Buonasera @Lucky91, purtroppo è possibilissimo (ma non certo) che l'assegno sia stato protestato. Il pagamento immediato con penale del 10% invece eviterà l'iscrizione in Cai (altra banca dati su affidabilità creditizia.
Ti consiglio anzitutto di verificare con una visura protesti richiedibile in camera di commercio o su vari portali on line in rete che il protesto sia stato o meno elevato. Se elevato potrete richiedere la riabilitazione in tribunale decorso un anno dall'avvenuta iscrizione.

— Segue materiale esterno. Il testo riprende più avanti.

//! SQLite table creation and row loading
//!
//! The table has one column per schema entry, in schema order, with the
//! declared type passed through verbatim. Rows are loaded from the Good
//! staging files one line at a time: each data line is used as the value
//! list of an `INSERT` statement and committed on its own. A file whose row
//! fails is moved back to Bad staging and loading carries on with the next
//! file; rows it committed before the failure stay in the table.

use super::fsops::{list_files, move_into};
use crate::config::{PipelineConfig, TablePolicy};
use crate::error::{PipelineError, Result};
use crate::logging::{LogChannel, RunLog};
use crate::models::{LoadReport, QuarantinedFile, TableOutcome, file_name_of};
use crate::schema::Schema;

use rusqlite::Connection;
use rusqlite::config::DbConfig;
use rusqlite::types::Value;
use std::fs::File;
use std::io::{BufRead, BufReader};
use std::ops::{Deref, DerefMut};
use std::path::{Path, PathBuf};
use std::sync::Arc;
use tracing::debug;

/// Quote an identifier for SQLite
pub fn quote_identifier(name: &str) -> String {
    format!("\"{}\"", name.replace('"', "\"\""))
}

/// `CREATE TABLE` statement for a schema
pub fn create_table_sql(table: &str, schema: &Schema) -> String {
    let columns: Vec<String> = schema
        .columns()
        .iter()
        .map(|c| format!("{} {}", quote_identifier(&c.name), c.sql_type))
        .collect();
    format!(
        "CREATE TABLE {} ({})",
        quote_identifier(table),
        columns.join(", ")
    )
}

/// Connection scoped to one logical operation
///
/// Opening and closing are both recorded on the connection log; the close
/// happens on drop so failure paths release the database too.
pub struct StoreConnection<'a> {
    conn: Connection,
    name: String,
    log: &'a RunLog,
}

impl<'a> StoreConnection<'a> {
    /// Open (creating if needed) the database at `path`
    pub fn open(path: &Path, log: &'a RunLog) -> Result<Self> {
        let name = path
            .file_stem()
            .map(|s| s.to_string_lossy().into_owned())
            .unwrap_or_else(|| path.display().to_string());

        if let Some(parent) = path.parent() {
            std::fs::create_dir_all(parent).map_err(|e| {
                PipelineError::io(format!("creating database directory {}", parent.display()), e)
            })?;
        }

        let conn = Connection::open(path)
            .and_then(|conn| {
                // Exported files quote every field; re-ingesting them relies
                // on double-quoted values being read as string literals.
                conn.set_db_config(DbConfig::SQLITE_DBCONFIG_DQS_DML, true)?;
                Ok(conn)
            })
            .map_err(|e| {
                log.warn(
                    LogChannel::Connection,
                    format!("Error while connecting to database {}: {}", name, e),
                );
                PipelineError::database(format!("opening {}", path.display()), e)
            })?;

        log.info(
            LogChannel::Connection,
            format!("Opened {} database successfully", name),
        );
        Ok(Self { conn, name, log })
    }
}

impl Deref for StoreConnection<'_> {
    type Target = Connection;

    fn deref(&self) -> &Connection {
        &self.conn
    }
}

impl DerefMut for StoreConnection<'_> {
    fn deref_mut(&mut self) -> &mut Connection {
        &mut self.conn
    }
}

impl Drop for StoreConnection<'_> {
    fn drop(&mut self) {
        self.log.info(
            LogChannel::Connection,
            format!("Closed {} database successfully", self.name),
        );
    }
}

/// Column names and every row of a table, in declared column order
#[derive(Debug, Clone, Default)]
pub struct TableSnapshot {
    pub columns: Vec<String>,
    pub rows: Vec<Vec<Value>>,
}

/// Read a whole table
pub fn read_table(conn: &Connection, table: &str) -> rusqlite::Result<TableSnapshot> {
    let mut stmt = conn.prepare(&format!("SELECT * FROM {}", quote_identifier(table)))?;
    let columns: Vec<String> = stmt.column_names().iter().map(|c| c.to_string()).collect();
    let width = columns.len();

    let rows = stmt
        .query_map([], |row| {
            (0..width)
                .map(|i| row.get::<_, Value>(i))
                .collect::<rusqlite::Result<Vec<Value>>>()
        })?
        .collect::<rusqlite::Result<Vec<Vec<Value>>>>()?;

    Ok(TableSnapshot { columns, rows })
}

/// Whether `table` exists in the database
pub fn table_exists(conn: &Connection, table: &str) -> rusqlite::Result<bool> {
    let count: i64 = conn.query_row(
        "SELECT count(name) FROM sqlite_master WHERE type = 'table' AND name = ?1",
        [table],
        |row| row.get(0),
    )?;
    Ok(count > 0)
}

/// A row that could not be inserted, and what the file committed before it
struct RowFailure {
    rows_committed: usize,
    error: PipelineError,
}

/// Loads Good staging files into the ingestion table
#[derive(Debug)]
pub struct TableStore {
    database_path: PathBuf,
    table_name: String,
    policy: TablePolicy,
    good_dir: PathBuf,
    bad_dir: PathBuf,
    log: Arc<RunLog>,
}

impl TableStore {
    pub fn new(config: &PipelineConfig, log: Arc<RunLog>) -> Self {
        let layout = config.layout();
        Self {
            database_path: layout.database_path,
            table_name: config.table_name.clone(),
            policy: config.table_policy(),
            good_dir: layout.good_dir,
            bad_dir: layout.bad_dir,
            log,
        }
    }

    pub fn database_path(&self) -> &Path {
        &self.database_path
    }

    pub fn table_name(&self) -> &str {
        &self.table_name
    }

    fn connect(&self) -> Result<StoreConnection<'_>> {
        StoreConnection::open(&self.database_path, &self.log)
    }

    /// Make sure the table exists, honouring the configured policy
    pub fn ensure_table(&self, schema: &Schema) -> Result<TableOutcome> {
        let mut conn = self.connect()?;
        let result = self.apply_policy(&mut conn, schema);

        match result {
            Ok(TableOutcome::AlreadyExists) => {
                self.log.info(
                    LogChannel::TableCreate,
                    format!("Table '{}' already exists in database", self.table_name),
                );
                Ok(TableOutcome::AlreadyExists)
            }
            Ok(outcome) => {
                self.log.info(
                    LogChannel::TableCreate,
                    format!(
                        "Table '{}' {} successfully in database",
                        self.table_name,
                        if outcome == TableOutcome::Recreated {
                            "recreated"
                        } else {
                            "created"
                        }
                    ),
                );
                Ok(outcome)
            }
            Err(e) => {
                self.log.warn(
                    LogChannel::TableCreate,
                    format!("Error while creating table: {}", e),
                );
                Err(PipelineError::database("ensure_table", e))
            }
        }
    }

    fn apply_policy(&self, conn: &mut Connection, schema: &Schema) -> rusqlite::Result<TableOutcome> {
        let existed = table_exists(conn, &self.table_name)?;
        let outcome = TableOutcome::for_policy(self.policy, existed);

        if outcome != TableOutcome::AlreadyExists {
            let tx = conn.transaction()?;
            tx.execute_batch(&format!(
                "DROP TABLE IF EXISTS {};",
                quote_identifier(&self.table_name)
            ))?;
            tx.execute(&create_table_sql(&self.table_name, schema), [])?;
            tx.commit()?;
        }
        Ok(outcome)
    }

    /// Insert every data row of every Good staging file
    ///
    /// Fatal errors are limited to the database connection and file moves;
    /// row failures quarantine the file and are reported.
    pub fn load_good_files(&self) -> Result<LoadReport> {
        let mut report = LoadReport::default();
        if !self.good_dir.exists() {
            debug!("No Good_Raw directory at {}", self.good_dir.display());
            return Ok(report);
        }

        let files = list_files(&self.good_dir).map_err(|e| {
            self.log.warn(
                LogChannel::Insert,
                format!("Error while listing Good_Raw: {}", e),
            );
            PipelineError::io(format!("listing {}", self.good_dir.display()), e)
        })?;

        let mut conn = self.connect()?;

        for path in files {
            let file_name = file_name_of(&path);

            match self.load_file(&mut conn, &path, &file_name) {
                Ok(rows) => {
                    self.log.info(
                        LogChannel::Insert,
                        format!("{}: {} rows loaded successfully", file_name, rows),
                    );
                    report.loaded.push((file_name, rows));
                }
                Err(failure) if failure.error.is_recoverable() => {
                    self.log.warn(
                        LogChannel::Insert,
                        format!("Error while inserting into table: {}", failure.error),
                    );
                    self.quarantine(&path, &file_name)?;
                    report.quarantined.push(QuarantinedFile {
                        file: file_name,
                        rows_committed: failure.rows_committed,
                        error: failure.error.to_string(),
                    });
                }
                Err(failure) => return Err(failure.error),
            }
        }

        Ok(report)
    }

    /// Insert the data lines of one file, stopping at the first failure
    fn load_file(
        &self,
        conn: &mut Connection,
        path: &Path,
        file_name: &str,
    ) -> std::result::Result<usize, RowFailure> {
        let file = File::open(path)
            .map_err(|e| self.row_failure(file_name, 0, 0, format!("cannot open file: {}", e)))?;
        let mut lines = BufReader::new(file).lines();
        let mut committed = 0;

        // A file without even a header line cannot be loaded
        match lines.next() {
            Some(Ok(_)) => {}
            Some(Err(e)) => {
                return Err(self.row_failure(file_name, 1, 0, format!("cannot read line: {}", e)));
            }
            None => return Err(self.row_failure(file_name, 1, 0, "file is empty".to_string())),
        }

        for (index, line) in lines.enumerate() {
            let line_number = index + 2;
            let line = line.map_err(|e| {
                self.row_failure(file_name, line_number, committed, format!("cannot read line: {}", e))
            })?;

            if line.trim().is_empty() {
                return Err(self.row_failure(
                    file_name,
                    line_number,
                    committed,
                    "blank line".to_string(),
                ));
            }

            self.insert_row(conn, &line).map_err(|e| {
                self.row_failure(file_name, line_number, committed, e.to_string())
            })?;
            committed += 1;
        }

        Ok(committed)
    }

    /// Insert one value-list line in its own transaction
    fn insert_row(&self, conn: &mut Connection, line: &str) -> rusqlite::Result<()> {
        let tx = conn.transaction()?;
        tx.execute(
            &format!(
                "INSERT INTO {} VALUES ({})",
                quote_identifier(&self.table_name),
                line
            ),
            [],
        )?;
        tx.commit()
    }

    fn row_failure(
        &self,
        file_name: &str,
        line: usize,
        rows_committed: usize,
        reason: String,
    ) -> RowFailure {
        RowFailure {
            rows_committed,
            error: PipelineError::Insert {
                file: file_name.to_string(),
                table: self.table_name.clone(),
                line,
                reason,
            },
        }
    }

    /// Move a file whose rows failed from Good back to Bad
    fn quarantine(&self, path: &Path, file_name: &str) -> Result<()> {
        std::fs::create_dir_all(&self.bad_dir)
            .and_then(|_| move_into(path, &self.bad_dir))
            .map_err(|e| {
                self.log.warn(
                    LogChannel::Insert,
                    format!("Error while moving {} to Bad_Raw: {}", file_name, e),
                );
                PipelineError::io(format!("quarantining {}", file_name), e)
            })?;

        self.log.info(
            LogChannel::Insert,
            format!("File moved to Bad_Raw: {}", file_name),
        );
        Ok(())
    }

    /// Number of rows currently in the table
    pub fn row_count(&self) -> Result<usize> {
        let conn = self.connect()?;
        let count: i64 = conn
            .query_row(
                &format!("SELECT COUNT(*) FROM {}", quote_identifier(&self.table_name)),
                [],
                |row| row.get(0),
            )
            .map_err(|e| PipelineError::database("row_count", e))?;
        Ok(count.max(0) as usize)
    }

    /// Every row of the table
    pub fn snapshot(&self) -> Result<TableSnapshot> {
        let conn = self.connect()?;
        read_table(&conn, &self.table_name).map_err(|e| PipelineError::database("snapshot", e))
    }
}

Nel frattempo potreste chiedere, alla cciiaa l'annotazione dell'avvenuto pagamento. Purtroppo anche con l'annotazione dell'avvenuto pagamento difficilmente si potrebbe avere accesso ad un finanziamento. Speriamo solo che il titolo non sia stato protestato. In bocca al lupo e, se lo ritieni, facci sapere come è andata.

 

ISTRUZIONI DA SITO CAMERA DI COMMERCIO:

CANCELLAZIONE DI PROTESTI DI ASSEGNI (BANCARI E POSTALI)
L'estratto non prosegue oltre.